1920s Chicago jazz, later known as Dixieland or trad jazz, lasted for decades. There is still a trad jazz movement out there today, although it is pretty small, but the original movement lasted almost five decades, which is a lot longer than any do-it-yourself music trend in the 20th century.
It's instructive to compare the attitudes of the white versus black jazz musicians and enthusiasts. Until very recently (think Wynton Marsalis) black jazz musicians cared a whole lot more about the future of jazz than its past. But whites get excited about jazz heritage, they care about its roots. For blacks, jazz has tended to be a validation of their own authenticity. That is to say, it has been a way to show themselves and whites just how deep and rich black culture is. For whites is was more of an escape. They love the authenticity of jazz but it is precisely the possibility of dressing-up and playing a different role than the one life hands them that is the appeal.
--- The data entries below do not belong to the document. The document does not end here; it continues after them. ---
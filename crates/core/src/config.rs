use img_viewer_protocol::ThemeToken;
use serde::Deserialize;
use thiserror::Error;

#[derive(Debug, Error)]
pub enum ConfigError {
    #[error("invalid JSON: {0}")]
    Json(#[from] serde_json::Error),
    #[error("{field} must be a finite number, got {value}")]
    NotFinite { field: &'static str, value: f64 },
    #[error("min_zoom ({min}) must be below max_zoom ({max})")]
    ZoomRange { min: f64, max: f64 },
    #[error("zoom_increment must be greater than 1, got {0}")]
    Increment(f64),
    #[error("pinch_threshold must not be negative, got {0}")]
    Threshold(f64),
}

/// Tunables for the viewport controller.
///
/// Every field has a default, so a partial JSON object such as
/// `{"max_zoom": 4.0}` is a valid configuration.
#[derive(Debug, Clone, PartialEq, Deserialize)]
#[serde(default)]
pub struct ViewerConfig {
    /// Zoom-out steps that would land at or below this are rejected.
    pub min_zoom: f64,
    /// Zoom-in steps that would land at or above this are rejected.
    pub max_zoom: f64,
    /// Multiplier applied per zoom step.
    pub zoom_increment: f64,
    /// Pinch distance changes at or below this magnitude are noise.
    pub pinch_threshold: f64,
    pub background: ThemeToken,
}

impl Default for ViewerConfig {
    fn default() -> Self {
        Self {
            min_zoom: 0.2,
            max_zoom: 1.4,
            zoom_increment: 1.1,
            pinch_threshold: 0.002,
            background: ThemeToken::Background,
        }
    }
}

impl ViewerConfig {
    /// Parse a JSON configuration and validate it.
    pub fn from_json(data: &[u8]) -> Result<Self, ConfigError> {
        let config: Self = serde_json::from_slice(data)?;
        config.validate()?;
        Ok(config)
    }

    pub fn validate(&self) -> Result<(), ConfigError> {
        for (field, value) in [
            ("min_zoom", self.min_zoom),
            ("max_zoom", self.max_zoom),
            ("zoom_increment", self.zoom_increment),
            ("pinch_threshold", self.pinch_threshold),
        ] {
            if !value.is_finite() {
                return Err(ConfigError::NotFinite { field, value });
            }
        }
        if self.min_zoom >= self.max_zoom {
            return Err(ConfigError::ZoomRange {
                min: self.min_zoom,
                max: self.max_zoom,
            });
        }
        if self.zoom_increment <= 1.0 {
            return Err(ConfigError::Increment(self.zoom_increment));
        }
        if self.pinch_threshold < 0.0 {
            return Err(ConfigError::Threshold(self.pinch_threshold));
        }
        Ok(())
    }
}

#[cfg(test)]
mod tests {
    use super::*;

    #[test]
    fn defaults_match_viewer_constants() {
        let c = ViewerConfig::default();
        assert_eq!(c.min_zoom, 0.2);
        assert_eq!(c.max_zoom, 1.4);
        assert_eq!(c.zoom_increment, 1.1);
        assert_eq!(c.pinch_threshold, 0.002);
        assert!(c.validate().is_ok());
    }

    #[test]
    fn partial_json_keeps_other_defaults() {
        let c = ViewerConfig::from_json(br#"{"max_zoom": 8.0}"#).unwrap();
        assert_eq!(c.max_zoom, 8.0);
        assert_eq!(c.min_zoom, 0.2);
    }

    #[test]
    fn rejects_inverted_range() {
        let err = ViewerConfig::from_json(br#"{"min_zoom": 2.0, "max_zoom": 1.0}"#).unwrap_err();
        assert!(matches!(err, ConfigError::ZoomRange { .. }));
    }

    #[test]
    fn rejects_shrinking_increment() {
        let err = ViewerConfig::from_json(br#"{"zoom_increment": 0.9}"#).unwrap_err();
        assert!(matches!(err, ConfigError::Increment(_)));
    }

    #[test]
    fn rejects_malformed_json() {
        assert!(matches!(
            ViewerConfig::from_json(b"{not json"),
            Err(ConfigError::Json(_))
        ));
    }
}
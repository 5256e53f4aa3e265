use std::io::stdout;
use std::time::Duration;

use anyhow::Result;
use crossterm::{
    event::{
        self, DisableMouseCapture, EnableMouseCapture, Event, KeyCode, KeyEventKind, MouseEvent,
        MouseEventKind,
    },
    execute,
    terminal::{EnterAlternateScreen, LeaveAlternateScreen, disable_raw_mode, enable_raw_mode},
};
use img_viewer_core::{Decoder, Viewer, ViewerConfig};
use img_viewer_protocol::InputEvent;
use ratatui::{
    Terminal,
    backend::CrosstermBackend,
    layout::Rect,
    style::{Color, Style},
    widgets::Paragraph,
};
use tracing::{info, warn};

use crate::canvas::{TerminalBackend, canvas_for};

const FRAME: Duration = Duration::from_millis(16);

/// What a terminal event means for the viewer.
#[derive(Debug, PartialEq)]
pub enum Action {
    Input(Vec<InputEvent>),
    Resize { cols: u16, rows: u16 },
    Quit,
    Ignore,
}

/// Map one crossterm event. Mouse rows are doubled because each cell holds
/// two canvas pixels; row 0 is the status line and is skipped.
pub fn translate(event: &Event) -> Action {
    match event {
        Event::Key(key) if key.kind == KeyEventKind::Press => match key.code {
            KeyCode::Char('q') | KeyCode::Esc => Action::Quit,
            KeyCode::Char('+') | KeyCode::Char('=') => {
                Action::Input(vec![InputEvent::Wheel { delta_y: 1.0 }])
            }
            KeyCode::Char('-') => Action::Input(vec![InputEvent::Wheel { delta_y: -1.0 }]),
            _ => Action::Ignore,
        },
        Event::Mouse(mouse) => Action::Input(translate_mouse(mouse)),
        Event::Resize(cols, rows) => Action::Resize {
            cols: *cols,
            rows: *rows,
        },
        _ => Action::Ignore,
    }
}

fn translate_mouse(mouse: &MouseEvent) -> Vec<InputEvent> {
    let at = InputEvent::PointerMove {
        x: f64::from(mouse.column),
        y: f64::from(mouse.row.saturating_sub(1)) * 2.0,
    };
    match mouse.kind {
        MouseEventKind::Moved | MouseEventKind::Drag(_) => vec![at],
        MouseEventKind::Down(_) => vec![at, InputEvent::mouse_down()],
        MouseEventKind::Up(_) => vec![at, InputEvent::PointerUp],
        MouseEventKind::ScrollUp => vec![at, InputEvent::Wheel { delta_y: 1.0 }],
        MouseEventKind::ScrollDown => vec![at, InputEvent::Wheel { delta_y: -1.0 }],
        MouseEventKind::ScrollLeft | MouseEventKind::ScrollRight => Vec::new(),
    }
}

/// Run one viewer frame. A rejected canvas (a terminal too small to draw
/// in) is not fatal; the message is returned for the status line.
fn advance<D: Decoder>(
    viewer: &mut Viewer<TerminalBackend, D>,
    events: &[InputEvent],
) -> Option<String> {
    match viewer.tick(events) {
        Ok(()) => None,
        Err(e) => {
            warn!(error = %e, "frame skipped");
            Some(e.to_string())
        }
    }
}

pub fn run_tui(source: &str, bytes: &[u8], config: ViewerConfig) -> Result<()> {
    enable_raw_mode()?;
    let mut stdout = stdout();
    execute!(stdout, EnterAlternateScreen, EnableMouseCapture)?;
    let backend = CrosstermBackend::new(stdout);
    let mut terminal = Terminal::new(backend)?;

    let result = event_loop(&mut terminal, source, bytes, config);

    disable_raw_mode()?;
    execute!(
        terminal.backend_mut(),
        LeaveAlternateScreen,
        DisableMouseCapture
    )?;
    terminal.show_cursor()?;

    result
}

fn event_loop(
    terminal: &mut Terminal<CrosstermBackend<std::io::Stdout>>,
    source: &str,
    bytes: &[u8],
    config: ViewerConfig,
) -> Result<()> {
    let area = terminal.size()?;
    let mut viewer = Viewer::new(
        TerminalBackend,
        canvas_for(area.width, area.height.saturating_sub(1)),
        config,
    )?;
    viewer.load_image(bytes)?;
    info!(source, "viewing");
    let notifier = viewer.notifier();

    loop {
        let mut events = Vec::new();
        let mut timeout = FRAME;
        while event::poll(timeout)? {
            match translate(&event::read()?) {
                Action::Quit => return Ok(()),
                Action::Input(input) => events.extend(input),
                Action::Resize { cols, rows } => {
                    notifier.resize(canvas_for(cols, rows.saturating_sub(1)));
                }
                Action::Ignore => {}
            }
            timeout = Duration::ZERO;
        }

        let problem = advance(&mut viewer, &events);

        let zoom = viewer.viewport().zoom_level;
        terminal.draw(|frame| {
            let area = frame.area();
            let text = match &problem {
                Some(problem) => format!(" {source} | {problem} | q quit "),
                None => format!(
                    " {source} | {:.0}% | drag pan | scroll or +/- zoom | q quit ",
                    zoom * 100.0
                ),
            };
            let status = Paragraph::new(text)
            .style(Style::default().fg(Color::White).bg(Color::DarkGray));
            frame.render_widget(status, Rect::new(0, 0, area.width, 1));
            viewer.renderer().paint(frame.buffer_mut(), 1);
        })?;
    }
}

#[cfg(test)]
mod tests {
    use super::*;
    use crossterm::event::{KeyEvent, KeyModifiers, MouseButton};
    use img_viewer_core::{DecodeError, DecodedImage, Interaction};

    /// Every input becomes a 2x2 opaque image.
    struct RawDecoder;

    impl Decoder for RawDecoder {
        fn decode(&self, _bytes: &[u8]) -> Result<DecodedImage, DecodeError> {
            DecodedImage::from_rgba(2, 2, vec![255; 16])
        }
    }

    fn mouse(kind: MouseEventKind, column: u16, row: u16) -> Event {
        Event::Mouse(MouseEvent {
            kind,
            column,
            row,
            modifiers: KeyModifiers::NONE,
        })
    }

    #[test]
    fn press_positions_pointer_first() {
        assert_eq!(
            translate(&mouse(MouseEventKind::Down(MouseButton::Left), 10, 5)),
            Action::Input(vec![
                InputEvent::PointerMove { x: 10.0, y: 8.0 },
                InputEvent::mouse_down(),
            ])
        );
    }

    #[test]
    fn scroll_zooms() {
        let Action::Input(events) = translate(&mouse(MouseEventKind::ScrollDown, 0, 1)) else {
            panic!("expected input");
        };
        assert_eq!(events[1], InputEvent::Wheel { delta_y: -1.0 });
    }

    #[test]
    fn keys() {
        let key = |c| Event::Key(KeyEvent::new(c, KeyModifiers::NONE));
        assert_eq!(translate(&key(KeyCode::Char('q'))), Action::Quit);
        assert_eq!(
            translate(&key(KeyCode::Char('+'))),
            Action::Input(vec![InputEvent::Wheel { delta_y: 1.0 }])
        );
        assert_eq!(translate(&key(KeyCode::Char('x'))), Action::Ignore);
    }

    #[test]
    fn one_row_terminal_does_not_stop_the_viewer() {
        let mut viewer = Viewer::with_decoder(
            TerminalBackend,
            RawDecoder,
            canvas_for(80, 23),
            ViewerConfig::default(),
        )
        .unwrap();
        viewer.load_image(&[0; 16]).unwrap();

        viewer.notifier().resize(canvas_for(80, 0));
        let problem = advance(&mut viewer, &[InputEvent::mouse_down()]);
        assert!(problem.is_some_and(|p| p.contains("not drawable")));
        assert_eq!(viewer.viewport().canvas, canvas_for(80, 23));
        assert!(viewer.gesture().flags.contains(Interaction::Panning));

        viewer.notifier().resize(canvas_for(80, 23));
        assert_eq!(advance(&mut viewer, &[InputEvent::PointerUp]), None);
        assert!(viewer.gesture().flags.is_empty());
    }

    #[test]
    fn resize_is_forwarded() {
        assert_eq!(
            translate(&Event::Resize(100, 30)),
            Action::Resize {
                cols: 100,
                rows: 30
            }
        );
    }
}
pub mod commands;
pub mod input;
pub mod theme;
pub mod types;

pub use commands::{RenderCommand, TextureId};
pub use input::InputEvent;
pub use theme::ThemeToken;
pub use types::{Point, Rect, Size};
And this early jazz had all the elements that appeal to boys and young men. It was small-group music. It didn't need a lot of arranging. It allowed for a sense of adventure and discovery. And it came with more secret lore than Harry Potter novel.
It also had the advantage of not being completely dominated by an established group who had started doing this stuff a decade ago and who were motivated to keep the kids out.
Most important of all, it was good. You listen to this stuff casually today and it feels comfortable and easy like nostalgia of a golden era when life was easy. The truth is the exact opposite. It was a music born of hard times and it was based on deep and rich tradition that allowed infinitely more possibilities than rock and roll, the blues, soul or hip hop could ever do.
And that is why, even today when hardly anyone listens to jazz, its culture casts such a long shadow. That is why concepts of cool hold sway over journalists who graduated from university in the 1980s and 1990s, all of whom are so painfully uncool they squeak. It's also why a younger generation of high school kids and even university graduates would gravitate to hip. With "cool" so completely owned by an elite, hipster offered freedom.
And the "cool"people got insecure and decided to murder hipster while it was still a puppy. And they succeeded. For now. Their grip on the cultural controls won't last forever though. And when it goes, look out.